Die Almohaden (von arabisch الموحدون al-muwahhidun, DMG al-muwaḥḥidūn ‚Vereiniger, Bekenner der Einheit Gottes‘; Tifinagh-Schrift ⵉⵎⵡⵃⵃⴷⵏ) waren eine muslimische marokkanische Berber-Dynastie, die zwischen 1147 und 1269 über weite Teile des Maghreb und von al-Andalus herrschte.
Geschichte
Die Dynastie der Almohaden wurde im Jahr 1121 von Ibn Tumart begründet, der die Masmuda-Berber des Hohen Atlas für seine Glaubensauffassung missionierte. Diese sah allein den Koran und die Tradition des Propheten Mohammed als legitime Quellen an und lehnte die Fortschreibung von Entscheidungen früherer Autoritäten ab. Sie verstand den Koran so, dass sich die Erkenntnis der Existenz und Einheit Gottes aus der Schöpfung heraus auf rein rationale Überlegungen gründen kann, und richtete sich dagegen, anthropomorphe Gottesbeschreibungen im Koran literalistisch zu deuten. Sie war außerdem mit einem strengen Moralismus verbunden.[1]

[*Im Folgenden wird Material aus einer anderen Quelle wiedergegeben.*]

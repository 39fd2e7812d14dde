use manus_protocol::NodeId;

use super::attributed_response;
use crate::agents::Agent;
use crate::error::NodeError;
use crate::state::Command;
use crate::state::RunState;

/// Researcher, coder and browser share one shape: run the bound agent, wrap
/// its final answer, hand back to the supervisor.
pub(super) async fn run(
    node: NodeId,
    agent: &dyn Agent,
    state: &RunState,
) -> Result<Command, NodeError> {
    tracing::info!(agent = %node, "agent starting task");
    let response = agent.invoke(state).await?;
    tracing::info!(agent = %node, "agent completed task");
    tracing::debug!(agent = %node, %response, "agent response");

    Ok(Command::goto(NodeId::Supervisor).with_message(attributed_response(node, &response)))
}
//! Deterministic collaborators for driving whole runs.

#![allow(clippy::unwrap_used, dead_code)]

use std::collections::VecDeque;
use std::sync::Arc;
use std::sync::Mutex;
use std::sync::atomic::AtomicUsize;
use std::sync::atomic::Ordering;

use async_trait::async_trait;
use futures::StreamExt;
use manus_core::ChatModel;
use manus_core::LlmTier;
use manus_core::ManusErr;
use manus_core::ProviderRegistry;
use manus_core::Result;
use manus_core::SearchProvider;
use manus_core::llm::ChunkStream;
use manus_core::llm::OutputSchema;
use manus_orchestrator::Agent;
use manus_orchestrator::Orchestrator;
use manus_orchestrator::RunState;
use manus_orchestrator::WorkerAgents;
use manus_orchestrator::WorkflowContext;
use manus_protocol::Message;
use serde_json::Value;

#[derive(Debug, Clone, Copy, PartialEq, Eq)]
pub enum CallKind {
    Invoke,
    Structured,
    Stream,
}

#[derive(Debug, Clone)]
pub struct Call {
    pub kind: CallKind,
    pub messages: Vec<Message>,
}

/// Answers each call kind from its own queue, in order.
#[derive(Default)]
pub struct ScriptedModel {
    replies: Mutex<VecDeque<String>>,
    routes: Mutex<VecDeque<Value>>,
    plans: Mutex<VecDeque<Vec<String>>>,
    calls: Mutex<Vec<Call>>,
}

impl ScriptedModel {
    pub fn new() -> Self {
        Self::default()
    }

    /// Next plain `invoke` answer.
    pub fn reply(self, text: &str) -> Self {
        self.replies.lock().unwrap().push_back(text.to_string());
        self
    }

    /// Next structured answer.
    pub fn route(self, value: Value) -> Self {
        self.routes.lock().unwrap().push_back(value);
        self
    }

    /// Next streamed answer, as chunks.
    pub fn plan(self, chunks: &[&str]) -> Self {
        self.plans
            .lock()
            .unwrap()
            .push_back(chunks.iter().map(|c| c.to_string()).collect());
        self
    }

    pub fn count(&self, kind: CallKind) -> usize {
        self.calls
            .lock()
            .unwrap()
            .iter()
            .filter(|call| call.kind == kind)
            .count()
    }

    pub fn calls(&self) -> Vec<Call> {
        self.calls.lock().unwrap().clone()
    }

    fn record(&self, kind: CallKind, messages: &[Message]) {
        self.calls.lock().unwrap().push(Call {
            kind,
            messages: messages.to_vec(),
        });
    }
}

#[async_trait]
impl ChatModel for ScriptedModel {
    async fn invoke(&self, messages: &[Message]) -> Result<String> {
        self.record(CallKind::Invoke, messages);
        self.replies
            .lock()
            .unwrap()
            .pop_front()
            .ok_or_else(|| ManusErr::Stream("no scripted reply left".to_string()))
    }

    async fn invoke_structured(
        &self,
        messages: &[Message],
        _schema: &OutputSchema,
    ) -> Result<Value> {
        self.record(CallKind::Structured, messages);
        self.routes
            .lock()
            .unwrap()
            .pop_front()
            .ok_or_else(|| ManusErr::SchemaViolation("no scripted route left".to_string()))
    }

    async fn stream(&self, messages: &[Message]) -> Result<ChunkStream> {
        self.record(CallKind::Stream, messages);
        let chunks = self
            .plans
            .lock()
            .unwrap()
            .pop_front()
            .ok_or_else(|| ManusErr::Stream("no scripted plan left".to_string()))?;
        Ok(futures::stream::iter(chunks.into_iter().map(Ok)).boxed())
    }
}

/// Worker agent that always gives the same answer.
pub struct StubAgent {
    reply: String,
    calls: AtomicUsize,
}

impl StubAgent {
    pub fn new(reply: &str) -> Self {
        Self {
            reply: reply.to_string(),
            calls: AtomicUsize::new(0),
        }
    }

    pub fn calls(&self) -> usize {
        self.calls.load(Ordering::SeqCst)
    }
}

#[async_trait]
impl Agent for StubAgent {
    async fn invoke(&self, _state: &RunState) -> Result<String> {
        self.calls.fetch_add(1, Ordering::SeqCst);
        Ok(self.reply.clone())
    }
}

pub struct StubSearch {
    result: Value,
    queries: Mutex<Vec<String>>,
}

impl StubSearch {
    pub fn new(result: Value) -> Self {
        Self {
            result,
            queries: Mutex::new(Vec::new()),
        }
    }

    pub fn queries(&self) -> Vec<String> {
        self.queries.lock().unwrap().clone()
    }
}

#[async_trait]
impl SearchProvider for StubSearch {
    async fn search(&self, query: &str) -> Result<Value> {
        self.queries.lock().unwrap().push(query.to_string());
        Ok(self.result.clone())
    }
}

/// Stub collaborators plus the context built from them.
pub struct Harness {
    pub basic: Arc<ScriptedModel>,
    pub reasoning: Arc<ScriptedModel>,
    pub researcher: Arc<StubAgent>,
    pub coder: Arc<StubAgent>,
    pub browser: Arc<StubAgent>,
    pub search: Arc<StubSearch>,
}

impl Harness {
    pub fn new(basic: ScriptedModel) -> Self {
        Self {
            basic: Arc::new(basic),
            reasoning: Arc::new(ScriptedModel::new()),
            researcher: Arc::new(StubAgent::new("found X")),
            coder: Arc::new(StubAgent::new("computed 42")),
            browser: Arc::new(StubAgent::new("clicked")),
            search: Arc::new(StubSearch::new(Value::Array(Vec::new()))),
        }
    }

    pub fn with_reasoning(mut self, reasoning: ScriptedModel) -> Self {
        self.reasoning = Arc::new(reasoning);
        self
    }

    pub fn with_search(mut self, result: Value) -> Self {
        self.search = Arc::new(StubSearch::new(result));
        self
    }

    pub fn with_agents(mut self, researcher: &str, coder: &str, browser: &str) -> Self {
        self.researcher = Arc::new(StubAgent::new(researcher));
        self.coder = Arc::new(StubAgent::new(coder));
        self.browser = Arc::new(StubAgent::new(browser));
        self
    }

    pub fn context(&self) -> WorkflowContext {
        let basic: Arc<dyn ChatModel> = self.basic.clone();
        let reasoning: Arc<dyn ChatModel> = self.reasoning.clone();
        let providers = ProviderRegistry::with_models([
            (LlmTier::Basic, basic),
            (LlmTier::Reasoning, reasoning),
        ]);
        WorkflowContext::new(
            Arc::new(providers),
            self.search.clone(),
            WorkerAgents {
                researcher: self.researcher.clone(),
                coder: self.coder.clone(),
                browser: self.browser.clone(),
            },
        )
    }

    pub fn orchestrator(&self) -> Orchestrator {
        Orchestrator::new(self.context())
    }
}

/// The attribution envelope a worker or reporter answer is wrapped in.
pub fn envelope(role: &str, text: &str) -> Message {
    Message::user(format!(
        "Response from {role}:\n\n<response>\n{text}\n</response>\n\n*Please execute the next step.*"
    ))
    .with_name(role)
}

Im Jahr 1129 scheiterte ein erster Angriff auf Marrakesch, doch führte Tumarts Nachfolger Abd al-Mumin (reg. 1130–1163) die Bewegung zum Erfolg und stürzte mit der Eroberung von al-Andalus (1148) und Marrakesch (1149) die Dynastie der Almoraviden. Nach der Sicherung der Herrschaft über Marokko eroberten die Almohaden das Reich der Hammadiden in Algerien (1152) sowie das Reich der Ziriden im heutigen Tunesien (1155–1160), womit sie den gesamten Westen der islamischen Welt beherrschten. Durch die Umsiedlung arabischer Beduinenstämme von Ifrīqiya und Tripolitanien nach Marokko wurde die Arabisierung der Berber auch in diesem Teil des Maghrebs erheblich beschleunigt.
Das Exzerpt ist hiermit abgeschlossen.